Every few years I would wince at having to purchase another pair of high end technical climbing gloves to replace the beloved pair I had blown out after countless days of mountaineering, skiing, and ice climbing. Nothing destroys quality gloves faster than rappelling, and I wasn’t sure if there was a solution. Then I discovered Kincos.

After seeing these are priced between $18-$25 on Amazon, and available at your local Lucy Hardwear store, I decided to try both popular models. What could I lose at that price?

Kinco Gloves

Kinco Gloves

First off the “Lined Grain Pigskin Leather Palm with Knit Wrist”, which is pictured on the left, have a patented “HeatKeep” lining that was warm enough to keep my partner Bob’s hands toasty for a recent 8-hour day on Mount Washington climbing Pinnacle Gully.

Bob finishing up Pitch 1 with Kincos gloves

Bob finishing up Pitch 1 with Kincos gloves, 11-20-14

Bob wore these gloves exclusively from the time we left the parking lot to picking our way across the Alpine Gardens with -20 wind chills. His hands were toasty through-out.

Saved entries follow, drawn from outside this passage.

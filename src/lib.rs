//! # osalloc — a heap+mmap general-purpose allocator
//!
//! A user-space allocator built directly on the two raw virtual-memory
//! primitives an OS gives a process: program-break extension (`sbrk`)
//! and anonymous private mapping (`mmap`/`munmap`). It exposes the
//! classical C allocator contract — [`allocate`], [`free`],
//! [`zeroed_allocate`], [`resize`] — plus an optional [`OsAllocator`]
//! front-end for use as `#[global_allocator]`.
//!
//! ## Overview
//!
//! Small requests are served from a single contiguous heap region grown
//! by `sbrk`; large requests get their own `mmap`'d region:
//!
//! ```text
//!   ┌──────────────────────────────────────────────────────────────┐
//!   │                     process address space                    │
//!   │                                                                │
//!   │   heap (sbrk-grown)             independent mmap regions       │
//!   │   ┌─────┬──────┬─────┐          ┌─────────┐   ┌─────────┐    │
//!   │   │ A   │ FREE │  B  │  ...     │ mapped  │   │ mapped  │    │
//!   │   └─────┴──────┴─────┘          └─────────┘   └─────────┘    │
//!   │   ▲                                                            │
//!   │   every block preceded by a BlockMeta header                  │
//!   └──────────────────────────────────────────────────────────────┘
//! ```
//!
//! Every live region — heap or mapped — is threaded into one global
//! doubly linked list of [`block::BlockMeta`] headers. The
//! [`registry`] module owns search/sort/coalesce over that list; the
//! [`engine`] module owns the four operations' policy (heap vs.
//! mapping, splitting, top-of-heap expansion, resize-in-place vs.
//! relocation).
//!
//! ## Crate structure
//!
//! ```text
//!   osalloc
//!   ├── align     - 8-byte alignment helper
//!   ├── block     - BlockMeta header, Status, header-offset math
//!   ├── sys       - sbrk / mmap / munmap wrappers
//!   ├── error     - AllocError
//!   ├── registry  - the block list: search, sort, coalesce
//!   ├── engine    - allocate / free / zeroed_allocate / resize
//!   └── global    - GlobalAlloc front-end (OsAllocator)
//! ```
//!
//! ## Quick start
//!
//! ```
//! use osalloc::{allocate, free};
//!
//! unsafe {
//!     let ptr = allocate(64);
//!     assert!(!ptr.is_null());
//!     ptr.write(0xAB);
//!     free(ptr);
//! }
//! ```
//!
//! ## Thread safety
//!
//! This allocator is **not** thread-safe. The global block list, the
//! heap-bootstrap flag and the process break are unsynchronized,
//! process-wide mutable state. A host that exposes these entry points
//! to multiple threads must serialize externally — there is no lock
//! anywhere in this crate.
//!
//! ## Non-goals
//!
//! Security hardening (canaries, ASLR, guard pages), alignment beyond 8
//! bytes, shrinking the program break on free, returning heap pages to
//! the OS, fragmentation statistics, debug tooling, thread-local
//! caching or size-class bucketing. This is a single-threaded,
//! educational-grade first-fit-with-best-match design.

pub mod align;
pub mod block;
mod engine;
pub mod error;
mod global;
pub mod registry;
mod sys;

pub use error::AllocError;
pub use global::OsAllocator;

/// Allocates `size` bytes and returns a pointer to the payload, or null
/// if `size` is zero or the underlying syscall failed.
///
/// # Safety
/// The caller must uphold the allocator's single-threaded contract (see
/// the crate's top-level docs): no other thread may call into this
/// crate concurrently.
pub unsafe fn allocate(size: usize) -> *mut u8 {
  unsafe { engine::allocate(size) }
}

/// Frees a block previously returned by [`allocate`], [`zeroed_allocate`]
/// or [`resize`]. A null or unrecognized pointer is a no-op.
///
/// # Safety
/// The caller must uphold the allocator's single-threaded contract and
/// must not pass a pointer this allocator did not hand out.
pub unsafe fn free(ptr: *mut u8) {
  unsafe { engine::free(ptr) }
}

/// Allocates zeroed space for `nmemb` elements of `size` bytes each.
/// Returns null if the product is zero or overflows, or if the
/// underlying syscall failed.
///
/// # Safety
/// The caller must uphold the allocator's single-threaded contract.
pub unsafe fn zeroed_allocate(nmemb: usize, size: usize) -> *mut u8 {
  unsafe { engine::zeroed_allocate(nmemb, size) }
}

/// Resizes the block at `ptr` to `size` bytes, returning a (possibly
/// new) payload pointer. `ptr == null` behaves like `allocate(size)`;
/// `size == 0` frees `ptr` and returns null; a `ptr` that identifies a
/// FREE block is invalid and returns null.
///
/// # Safety
/// The caller must uphold the allocator's single-threaded contract and
/// must not pass a pointer this allocator did not hand out.
pub unsafe fn resize(ptr: *mut u8, size: usize) -> *mut u8 {
  unsafe { engine::resize(ptr, size) }
}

I like very dexterous gloves when leading ice, so I opted to wear my new Outdoor Research Alibi 2 Gloves (review forthcoming) for the technical climb, but once we topped out I donned the Kinco Ski Gloves. These kept my hands incredibly warm as we crossed the Alpine Gardens and descended down the Lion’s Head Route. Yesterday I took them skiing at Bretton Woods and confirmed they are the bees knees.

Yes, those are new skis, and yes, those will be reviewed soon too.

Yes, those are new skis, and yes, those will be reviewed soon too.

While the Ski Gloves are pre-treated with “REVIVEX waterproofing solution” I opted to bust out the Nixwak Waterproof Wax that I use on my boots & hiking shoes. Rubbing this stuff into the leather with bare hands adds an extra layer of protection, protects the leather, and brings back fond child-hood memories of trying to break in a stiff baseball glove. If you really want to waterproof the model with fabric on the back you could also use this.

Advantages: Affordable, Durable, Warm

Disadvantages: Not a “Precision Fit” but just fine for mountaineering, skiing, and seconding hard technical climbs, needs some maintenance to treat & break in.

In summary, KINCOS are an amazingly affordable alternative to high end climbing/skiing gloves. They are not however an absolute replacement. High end gloves definitely have their place, as an upcoming review for the Outdoor Research Alibi II Gloves will allude too, say stay tuned for that and thanks for reading!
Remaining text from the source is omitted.